In London’s West End, hundreds of drinkers could be seen singing along and dancing as a busker played a tune, with hardly anyone paying attention to the government’s social distancing measures. The last time this happened was in July when the whole country celebrated the lifting of lockdown in what was termed ‘Super Saturday’.
Under Boris Johnson’s strict new measures, groups of more than six can be broken up by police who will be able to hand out €120 (£100) fines to those who flout the rules. This will double on each repeat offence up to a maximum of €3,580 (£3,200) and only schools, workplaces and a very limited number of other locations will be exempt.
Police in Manchester, where a local lockdown has been in force since July 30, said they had to break up a house party of 30 people in the early hours of Saturday morning. Police also fear a weekend of drunken carnage that could put pressure on the already strained emergency services.

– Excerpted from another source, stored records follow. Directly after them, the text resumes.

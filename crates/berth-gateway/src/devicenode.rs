use crate::context::GatewayContext;
use crate::{malformed, parse_element, GatewayError, RuntimeResultExt};
use berth_runtime::DeviceNode;
use berth_schema::GatewayId;
use serde::Deserialize;
use std::collections::BTreeMap;
use std::path::PathBuf;
use tracing::debug;

const ID: GatewayId = GatewayId::DeviceNode;

#[derive(Debug, Deserialize)]
struct RawDevice {
    name: String,
    #[serde(default)]
    major: Option<u32>,
    #[serde(default)]
    minor: Option<u32>,
    #[serde(default)]
    mode: Option<u32>,
}

/// Interpret a mode written with octal digits, e.g. `644`, as permission bits.
fn octal_mode(written: u32) -> Result<u32, GatewayError> {
    let digits = written.to_string();
    if digits.len() > 4 {
        return Err(malformed(ID, format!("mode {written} has too many digits")));
    }
    u32::from_str_radix(&digits, 8)
        .map_err(|_| malformed(ID, format!("mode {written} is not octal")))
}

fn parse(element: &serde_json::Value) -> Result<DeviceNode, GatewayError> {
    let raw: RawDevice = parse_element(ID, element)?;
    if raw.name.is_empty() {
        return Err(malformed(ID, "device name must not be empty"));
    }
    if !raw.name.starts_with('/') {
        return Err(malformed(ID, format!("device name must be an absolute path: {}", raw.name)));
    }

    let numbers = match (raw.major, raw.minor) {
        (Some(major), Some(minor)) => Some((major, minor)),
        (None, None) => None,
        _ => {
            return Err(malformed(
                ID,
                format!("{}: major and minor must be given together", raw.name),
            ))
        }
    };
    if numbers.is_some() && raw.mode.is_none() {
        return Err(malformed(
            ID,
            format!("{}: a mode is required when creating a node", raw.name),
        ));
    }

    Ok(DeviceNode {
        path: PathBuf::from(raw.name),
        numbers,
        mode: raw.mode.map(octal_mode).transpose()?,
    })
}

#[derive(Debug, Clone, PartialEq, Eq)]
struct Device {
    node: DeviceNode,
    applied: bool,
}

#[derive(Debug, Clone, Default)]
pub struct DeviceNodeGateway {
    devices: BTreeMap<PathBuf, Device>,
}

impl DeviceNodeGateway {
    pub fn device(&self, path: &str) -> Option<&DeviceNode> {
        self.devices.get(&PathBuf::from(path)).map(|d| &d.node)
    }

    pub(crate) fn configure(&mut self, elements: &[serde_json::Value]) -> Result<(), GatewayError> {
        let parsed = elements.iter().map(parse).collect::<Result<Vec<_>, _>>()?;
        for node in parsed {
            match self.devices.get_mut(&node.path) {
                Some(existing) => {
                    if node.numbers.is_some() && node.numbers != existing.node.numbers {
                        return Err(GatewayError::Conflict {
                            gateway: ID,
                            reason: format!(
                                "{} already configured with other device numbers",
                                node.path.display()
                            ),
                        });
                    }
                    if node.mode.is_some() && node.mode != existing.node.mode {
                        existing.node.mode = node.mode;
                        existing.applied = false;
                    }
                }
                None => {
                    self.devices.insert(
                        node.path.clone(),
                        Device {
                            node,
                            applied: false,
                        },
                    );
                }
            }
        }
        Ok(())
    }

    pub(crate) fn activate(&mut self, ctx: &mut GatewayContext<'_>) -> Result<(), GatewayError> {
        for device in self.devices.values_mut().filter(|d| !d.applied) {
            ctx.backend.add_device(ctx.name, &device.node).for_gateway(ID)?;
            device.applied = true;
            debug!("devicenode: {} exposed to {}", device.node.path.display(), ctx.name);
        }
        Ok(())
    }
}

#[cfg(test)]
mod tests {
    use super::*;
    use serde_json::json;

    fn configure(gw: &mut DeviceNodeGateway, config: serde_json::Value) -> Result<(), GatewayError> {
        gw.configure(config.as_array().unwrap())
    }

    #[test]
    fn parses_created_and_exposed_devices() {
        let mut gw = DeviceNodeGateway::default();
        configure(
            &mut gw,
            json!([
                {"name": "/dev/tty0", "major": 4, "minor": 0, "mode": 644},
                {"name": "/dev/dri/card0"}
            ]),
        )
        .unwrap();
        let tty = gw.device("/dev/tty0").unwrap();
        assert_eq!(tty.numbers, Some((4, 0)));
        assert_eq!(tty.mode, Some(0o644));
        let card = gw.device("/dev/dri/card0").unwrap();
        assert_eq!(card.numbers, None);
        assert_eq!(card.mode, None);
    }

    #[test]
    fn last_mode_wins() {
        let mut gw = DeviceNodeGateway::default();
        configure(&mut gw, json!([{"name": "/dev/input", "mode": 644}])).unwrap();
        configure(&mut gw, json!([{"name": "/dev/input", "mode": 600}])).unwrap();
        assert_eq!(gw.device("/dev/input").unwrap().mode, Some(0o600));
        configure(&mut gw, json!([{"name": "/dev/input"}])).unwrap();
        assert_eq!(gw.device("/dev/input").unwrap().mode, Some(0o600));
    }

    #[test]
    fn changing_device_numbers_conflicts() {
        let mut gw = DeviceNodeGateway::default();
        configure(&mut gw, json!([{"name": "/dev/x", "major": 1, "minor": 3, "mode": 666}])).unwrap();
        assert!(matches!(
            configure(&mut gw, json!([{"name": "/dev/x", "major": 1, "minor": 5, "mode": 666}])),
            Err(GatewayError::Conflict { .. })
        ));
    }

    #[test]
    fn rejects_malformed_devices() {
        for bad in [
            json!([{"name": "/dev/x", "major": 1}]),
            json!([{"name": "/dev/x", "minor": 1, "mode": 644}]),
            json!([{"name": "/dev/x", "major": 1, "minor": 1}]),
            json!([{"name": "/dev/x", "mode": 648}]),
            json!([{"name": "/dev/x", "mode": 77777}]),
            json!([{"name": "dev/x"}]),
            json!([{"name": ""}]),
            json!([{"major": 1, "minor": 1, "mode": 644}]),
        ] {
            let mut gw = DeviceNodeGateway::default();
            assert!(configure(&mut gw, bad.clone()).is_err(), "accepted {bad}");
        }
    }
}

National chairman of the Police Federation of England and Wales, John Apter, has urged people to avoid a ‘party weekend’, warning his officers will take action if necessary. he said, quote: “There is a real risk some members of the public will take advantage of the current situation and treat this weekend as a party weekend ahead of the tighter restrictions being introduced on Monday.
“Alcohol and warm weather are not a good combination at the best of times. ‘Using the current situation as an opportunity and excuse to party would be incredibly irresponsible and put pressure not only on policing but potentially on the ambulance service and NHS. We are in the grip of a deadly pandemic and we have seen cases increasing over recent weeks. Policing is under pressure like never before, but my colleagues will give enforcement notices if they feel it’s appropriate, and we make no apology for doing so.”
The Rule of Six law, introduced to tackle the rising spread of coronavirus, comes as a Government-led study yesterday suggested the reproduction ‘R’ rate could be as high as 1.7 in England. Tim Robson, the North East’s representative on the national Pubwatch scheme, expected police officers would strictly monitor bars over the weekend to ensure they are operating safely.